_The problem_. Of the entries below, return only those lines from the line with "needed to resolve references." to the line with "the wrapping container.", exactly, both included.

[Items from a dataset]
◇ ◇ ◇ ◇
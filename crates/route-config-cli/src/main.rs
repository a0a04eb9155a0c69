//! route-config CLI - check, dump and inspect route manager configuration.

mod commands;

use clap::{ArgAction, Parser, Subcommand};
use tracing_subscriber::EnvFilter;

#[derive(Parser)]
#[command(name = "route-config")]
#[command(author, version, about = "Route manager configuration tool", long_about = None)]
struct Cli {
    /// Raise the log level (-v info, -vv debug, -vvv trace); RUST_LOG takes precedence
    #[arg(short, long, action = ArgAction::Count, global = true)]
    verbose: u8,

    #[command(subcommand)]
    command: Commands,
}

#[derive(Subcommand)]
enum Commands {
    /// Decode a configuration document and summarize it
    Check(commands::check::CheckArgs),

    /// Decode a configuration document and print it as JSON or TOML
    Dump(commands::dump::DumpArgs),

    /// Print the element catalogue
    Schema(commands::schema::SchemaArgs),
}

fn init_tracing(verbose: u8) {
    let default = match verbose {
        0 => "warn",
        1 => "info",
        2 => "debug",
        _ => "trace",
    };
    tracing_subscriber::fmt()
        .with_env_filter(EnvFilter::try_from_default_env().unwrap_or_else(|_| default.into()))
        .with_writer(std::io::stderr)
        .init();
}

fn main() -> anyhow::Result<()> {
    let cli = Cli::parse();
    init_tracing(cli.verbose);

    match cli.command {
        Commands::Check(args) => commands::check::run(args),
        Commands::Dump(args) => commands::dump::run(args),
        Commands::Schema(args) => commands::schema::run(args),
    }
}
◇ ◇ ◇ ◇
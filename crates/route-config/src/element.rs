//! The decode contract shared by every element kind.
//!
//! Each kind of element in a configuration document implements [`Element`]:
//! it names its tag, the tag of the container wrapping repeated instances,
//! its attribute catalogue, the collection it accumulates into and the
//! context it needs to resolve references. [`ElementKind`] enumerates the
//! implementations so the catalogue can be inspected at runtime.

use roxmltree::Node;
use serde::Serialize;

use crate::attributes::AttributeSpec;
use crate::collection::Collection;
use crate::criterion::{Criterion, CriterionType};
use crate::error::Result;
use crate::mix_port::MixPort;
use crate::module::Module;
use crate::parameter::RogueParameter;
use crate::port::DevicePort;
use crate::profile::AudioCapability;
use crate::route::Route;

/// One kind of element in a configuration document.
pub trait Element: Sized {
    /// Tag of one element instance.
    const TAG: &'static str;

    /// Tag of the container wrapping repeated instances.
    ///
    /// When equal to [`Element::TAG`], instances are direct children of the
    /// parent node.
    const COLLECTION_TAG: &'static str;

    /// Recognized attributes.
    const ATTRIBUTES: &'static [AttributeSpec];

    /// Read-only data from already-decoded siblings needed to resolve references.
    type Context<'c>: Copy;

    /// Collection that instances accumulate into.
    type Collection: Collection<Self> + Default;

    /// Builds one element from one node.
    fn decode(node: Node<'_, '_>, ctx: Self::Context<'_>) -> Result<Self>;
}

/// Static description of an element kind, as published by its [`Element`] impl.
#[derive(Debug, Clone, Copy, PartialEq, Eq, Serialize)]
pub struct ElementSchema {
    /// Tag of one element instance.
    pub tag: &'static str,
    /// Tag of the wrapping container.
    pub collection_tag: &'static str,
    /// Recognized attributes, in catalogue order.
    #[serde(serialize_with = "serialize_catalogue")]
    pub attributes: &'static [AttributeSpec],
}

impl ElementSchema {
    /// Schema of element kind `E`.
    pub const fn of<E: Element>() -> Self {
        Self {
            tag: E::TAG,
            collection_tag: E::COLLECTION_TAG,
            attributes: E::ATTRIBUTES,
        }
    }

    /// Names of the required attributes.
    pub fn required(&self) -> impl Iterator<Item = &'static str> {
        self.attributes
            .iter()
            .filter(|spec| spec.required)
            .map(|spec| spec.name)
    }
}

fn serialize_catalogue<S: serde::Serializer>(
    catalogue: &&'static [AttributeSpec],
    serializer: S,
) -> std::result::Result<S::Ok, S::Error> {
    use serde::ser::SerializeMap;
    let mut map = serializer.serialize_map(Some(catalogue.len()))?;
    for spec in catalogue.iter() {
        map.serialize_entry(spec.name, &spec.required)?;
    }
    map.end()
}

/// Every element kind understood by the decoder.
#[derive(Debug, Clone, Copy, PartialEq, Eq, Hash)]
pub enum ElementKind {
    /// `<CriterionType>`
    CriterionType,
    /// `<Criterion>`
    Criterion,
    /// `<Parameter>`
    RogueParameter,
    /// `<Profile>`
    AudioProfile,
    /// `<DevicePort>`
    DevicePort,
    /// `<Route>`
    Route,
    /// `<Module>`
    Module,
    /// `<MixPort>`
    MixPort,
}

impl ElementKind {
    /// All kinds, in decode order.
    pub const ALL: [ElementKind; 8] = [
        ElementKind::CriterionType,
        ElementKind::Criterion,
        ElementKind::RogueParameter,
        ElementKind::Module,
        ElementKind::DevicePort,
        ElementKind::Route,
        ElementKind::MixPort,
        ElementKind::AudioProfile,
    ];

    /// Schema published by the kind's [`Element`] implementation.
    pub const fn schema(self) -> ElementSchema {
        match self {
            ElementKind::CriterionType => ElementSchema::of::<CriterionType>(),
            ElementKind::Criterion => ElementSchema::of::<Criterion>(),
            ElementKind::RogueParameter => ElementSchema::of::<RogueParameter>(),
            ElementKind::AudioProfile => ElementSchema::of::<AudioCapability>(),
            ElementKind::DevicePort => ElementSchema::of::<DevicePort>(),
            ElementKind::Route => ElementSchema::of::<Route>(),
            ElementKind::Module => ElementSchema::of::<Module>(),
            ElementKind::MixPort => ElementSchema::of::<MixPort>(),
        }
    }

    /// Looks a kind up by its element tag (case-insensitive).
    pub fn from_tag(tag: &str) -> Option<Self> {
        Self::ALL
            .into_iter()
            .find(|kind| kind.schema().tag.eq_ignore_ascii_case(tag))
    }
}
◇ ◇ ◇ ◇
_Result_.
    /// Read-only data from already-decoded siblings needed to resolve references.
    type Context<'c>: Copy;

    /// Collection that instances accumulate into.
    type Collection: Collection<Self> + Default;

    /// Builds one element from one node.
    fn decode(node: Node<'_, '_>, ctx: Self::Context<'_>) -> Result<Self>;
}

/// Static description of an element kind, as published by its [`Element`] impl.
#[derive(Debug, Clone, Copy, PartialEq, Eq, Serialize)]
pub struct ElementSchema {
    /// Tag of one element instance.
    pub tag: &'static str,
    /// Tag of the wrapping container.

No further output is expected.